Warrick watched her carefully over his palmtop as he texted. “We’re lucky There’s one even this soon. I don’t think Mayfield to Helena is one of their money-maker routes.”

“Still,” Kura said, leaning her head back until it hit the back of the couch, “You’d think I’d be able to get a charter plane.”

“Cross-country at two in the morning at the last minute?”

Kura looked at him as if he’d asked the dumbest question ever. “Yeah.”

He rolled his eyes and sent another text. “Look, I know you’re getting twitchy over this and I’m kind of afraid to mention it, but a friend of mine from college is actually from Montana and she was going home for the weekend…”

While he couldn’t swear to it, Warrick was sure he saw an actual avaricious light enter Kura’s eyes. “Did her parents charter a plane for her?”

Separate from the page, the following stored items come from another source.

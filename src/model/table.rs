use serde::{Deserialize, Serialize};

pub const TRANSLATION_COLUMN: &str = "translation";

#[derive(Debug, Serialize, Deserialize, Clone, Copy, PartialEq, Eq)]
#[serde(rename_all = "snake_case")]
pub enum Delimiter {
    Comma,
    Tab,
}

impl Delimiter {
    pub fn as_byte(self) -> u8 {
        match self {
            Delimiter::Comma => b',',
            Delimiter::Tab => b'\t',
        }
    }

    pub fn extension(self) -> &'static str {
        match self {
            Delimiter::Comma => "csv",
            Delimiter::Tab => "tsv",
        }
    }
}

/// Header plus a rectangular grid of cells.
///
/// Every row always has exactly `header.len()` cells; constructors and column
/// insertion keep that true, so callers may index `rows[r][c]` freely.
#[derive(Debug, Serialize, Deserialize, Clone, PartialEq, Eq)]
pub struct Table {
    pub delimiter: Delimiter,
    header: Vec<String>,
    rows: Vec<Vec<String>>,
}

impl Table {
    pub fn new(delimiter: Delimiter, header: Vec<String>, rows: Vec<Vec<String>>) -> Self {
        let width = header.len();
        let rows = rows
            .into_iter()
            .map(|mut row| {
                row.resize(width, String::new());
                row
            })
            .collect();

        Self {
            delimiter,
            header,
            rows,
        }
    }

    pub fn header(&self) -> &[String] {
        &self.header
    }

    pub fn rows(&self) -> &[Vec<String>] {
        &self.rows
    }

    pub fn width(&self) -> usize {
        self.header.len()
    }

    pub fn row_count(&self) -> usize {
        self.rows.len()
    }

    pub fn column_index(&self, name: &str) -> Option<usize> {
        self.header.iter().position(|h| h.trim() == name)
    }

    pub fn cell(&self, row: usize, column: usize) -> Option<&str> {
        self.rows.get(row)?.get(column).map(String::as_str)
    }

    /// Returns false when the cell is out of range.
    pub fn set_cell(&mut self, row: usize, column: usize, value: String) -> bool {
        match self.rows.get_mut(row).and_then(|r| r.get_mut(column)) {
            Some(cell) => {
                *cell = value;
                true
            }
            None => false,
        }
    }

    pub fn column(&self, column: usize) -> Vec<String> {
        self.rows
            .iter()
            .map(|r| r.get(column).cloned().unwrap_or_default())
            .collect()
    }

    /// Appends a column (empty in every row) and returns its index.
    pub fn push_column(&mut self, name: &str) -> usize {
        self.header.push(name.to_string());
        for row in self.rows.iter_mut() {
            row.push(String::new());
        }
        self.header.len() - 1
    }

    /// Index of a `translation` column other than `source`, appending one
    /// if there is none.
    pub fn ensure_translation_column(&mut self, source: usize) -> usize {
        let existing = self
            .header
            .iter()
            .enumerate()
            .position(|(i, h)| i != source && h.trim() == TRANSLATION_COLUMN);

        match existing {
            Some(i) => i,
            None => self.push_column(TRANSLATION_COLUMN),
        }
    }
}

“Um… no. She’s not, you know, rich…” Seeing Kura’s expression fade to frustrated confusion made him wonder if Laurel ever went through a phase where she didn’t know that not everyone had the kind of money someone could swim in. “But she does know Montana. I figured she might be willing to help since we have no idea where we’re going once we land.”

Kura made a sour face, but shrugged. “Okay. So where is she now?”

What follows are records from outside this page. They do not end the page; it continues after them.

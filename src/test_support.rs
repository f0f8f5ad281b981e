use std::collections::VecDeque;
use std::time::Duration;

use crate::error::AiError;
use crate::services::ai::{Completer, Sleeper};
use crate::services::prompts::INPUT_MARKER;
use crate::services::reconcile::parse_items;

/// Replays a fixed list of results and records every prompt it saw.
pub struct ScriptedCompleter {
    script: VecDeque<Result<String, AiError>>,
    pub prompts: Vec<String>,
}

impl ScriptedCompleter {
    pub fn new(script: Vec<Result<String, AiError>>) -> Self {
        Self {
            script: script.into(),
            prompts: Vec::new(),
        }
    }

    pub fn calls(&self) -> usize {
        self.prompts.len()
    }
}

impl Completer for ScriptedCompleter {
    fn complete(&mut self, prompt: &str) -> Result<String, AiError> {
        self.prompts.push(prompt.to_string());
        self.script
            .pop_front()
            .unwrap_or_else(|| Err(AiError::Transport("script exhausted".into())))
    }
}

/// Answers every numbered-list prompt with `N. [vi] <item>` lines.
///
/// Prompts listed in `fail_containing` get a transport error instead.
#[derive(Default)]
pub struct EchoCompleter {
    pub fail_containing: Vec<String>,
    pub prompts: Vec<String>,
}

impl Completer for EchoCompleter {
    fn complete(&mut self, prompt: &str) -> Result<String, AiError> {
        self.prompts.push(prompt.to_string());

        let input = prompt
            .rsplit_once(INPUT_MARKER)
            .map(|(_, tail)| tail)
            .unwrap_or(prompt);

        if self.fail_containing.iter().any(|f| input.contains(f.as_str())) {
            return Err(AiError::Transport("unreachable".into()));
        }

        let items = parse_items(input);
        if !input.trim_start().starts_with("1.") {
            return Ok(format!("[vi] {}", input.trim()));
        }

        Ok(items
            .iter()
            .enumerate()
            .map(|(i, item)| format!("{}. [vi] {}", i + 1, item))
            .collect::<Vec<_>>()
            .join("\n"))
    }
}

#[derive(Default)]
pub struct RecordingSleeper {
    pub sleeps: Vec<Duration>,
}

impl Sleeper for RecordingSleeper {
    fn sleep(&mut self, duration: Duration) {
        self.sleeps.push(duration);
    }
}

“Let me check.” said Warrick. On his palmtop, he texted, ‘where r u now?’

The reply came in a few moments, ‘I just got back. took a while to find somewhere to change.’

‘no ldys rm?’ Warrick asked, wondering if there were more people in the airport than he was seeing.

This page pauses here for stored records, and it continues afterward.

use std::path::Path;

use csv::{QuoteStyle, ReaderBuilder, StringRecord, Terminator, WriterBuilder};

use crate::error::ParseError;
use crate::model::table::{Delimiter, Table};

/// How much of the text is scanned when the extension does not decide.
const SAMPLE_CHARS: usize = 2048;

pub fn detect_delimiter(file_name: &str, text: &str) -> Delimiter {
    let ext = Path::new(file_name)
        .extension()
        .and_then(|e| e.to_str())
        .map(|e| e.to_ascii_lowercase());

    match ext.as_deref() {
        Some("tsv") => return Delimiter::Tab,
        Some("csv") => return Delimiter::Comma,
        _ => {}
    }

    let (mut tabs, mut commas) = (0usize, 0usize);
    for ch in text.chars().take(SAMPLE_CHARS) {
        match ch {
            '\t' => tabs += 1,
            ',' => commas += 1,
            _ => {}
        }
    }

    // Tab has to strictly win; ties go to comma.
    if tabs > commas {
        Delimiter::Tab
    } else {
        Delimiter::Comma
    }
}

fn normalize(raw: &str) -> String {
    raw.trim_start_matches('\u{feff}')
        .replace("\r\n", "\n")
        .replace('\r', "\n")
}

fn is_blank(record: &StringRecord) -> bool {
    match record.len() {
        0 => true,
        1 => record.get(0).map_or(true, |c| c.trim().is_empty()),
        _ => false,
    }
}

/// Parses uploaded delimited text into a table.
///
/// The first non-blank record is the header. Quoted cells may hold the
/// delimiter, doubled quotes and line breaks. Data rows are padded or cut
/// to the header width.
pub fn parse(file_name: &str, raw: &str) -> Result<Table, ParseError> {
    let text = normalize(raw);
    let delimiter = detect_delimiter(file_name, &text);

    let mut reader = ReaderBuilder::new()
        .has_headers(false)
        .flexible(true)
        .delimiter(delimiter.as_byte())
        .from_reader(text.as_bytes());

    let mut records: Vec<Vec<String>> = Vec::new();
    for record in reader.records() {
        let record = record?;
        if is_blank(&record) {
            continue;
        }
        records.push(record.iter().map(str::to_string).collect());
    }

    let mut iter = records.into_iter();
    let header = iter.next().ok_or(ParseError::Empty)?;

    Ok(Table::new(delimiter, header, iter.collect()))
}

/// Serializes a table with its own delimiter.
///
/// Cells holding the delimiter, a quote or a line break are quoted with
/// inner quotes doubled. Tab output is escaped the same way, so embedded
/// tabs and newlines survive a round trip.
pub fn serialize(table: &Table) -> Result<String, ParseError> {
    let mut writer = WriterBuilder::new()
        .delimiter(table.delimiter.as_byte())
        .quote_style(QuoteStyle::Necessary)
        .terminator(Terminator::Any(b'\n'))
        .from_writer(Vec::new());

    writer.write_record(table.header())?;
    for row in table.rows() {
        writer.write_record(row)?;
    }

    let bytes = writer
        .into_inner()
        .map_err(|e| ParseError::Write(e.to_string()))?;
    let mut out = String::from_utf8(bytes).map_err(|e| ParseError::Write(e.to_string()))?;

    if out.ends_with('\n') {
        out.pop();
    }

    Ok(out)
}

‘couldn’t change here. security would notice someone putting on a disguise. took a pod off site.’

‘kk rdy?’

‘on my way.’

Warrick nodded to himself and looked back up at Kura. “She’s on her way over here. Best behavior okay?”

That got a rude noise in reply. “Best behavior? Who is this, your girlfriend? I thought you were dating that redhead—the other one, not the mean one.”

“Believe me, this girl is not my girlfriend.” Warrick said, suppressing a shudder. “But she is my friend and doing us a favor, so no pranks.”

“Why would you think I’d prank…”

“I hear about it when my sister gets in trouble enough to get a call home. I know all about what you two get up to.” Before Kura could mount a defense of her and Tammy antics, they were interrupted by the arrival of Warrick’s friend’.

The word ‘goth’ seemed to both fit and yet fail to capture the true extent to which it applied. She wore a wig of straight, black hair, her face was stark white with heavy make-up, and while she was wearing just a black t-shirt and black jeans with soft boots, she’d accessorized with at least twelve belts wound ’round her waist, arms and legs and eight studs in her ears, brow and nose.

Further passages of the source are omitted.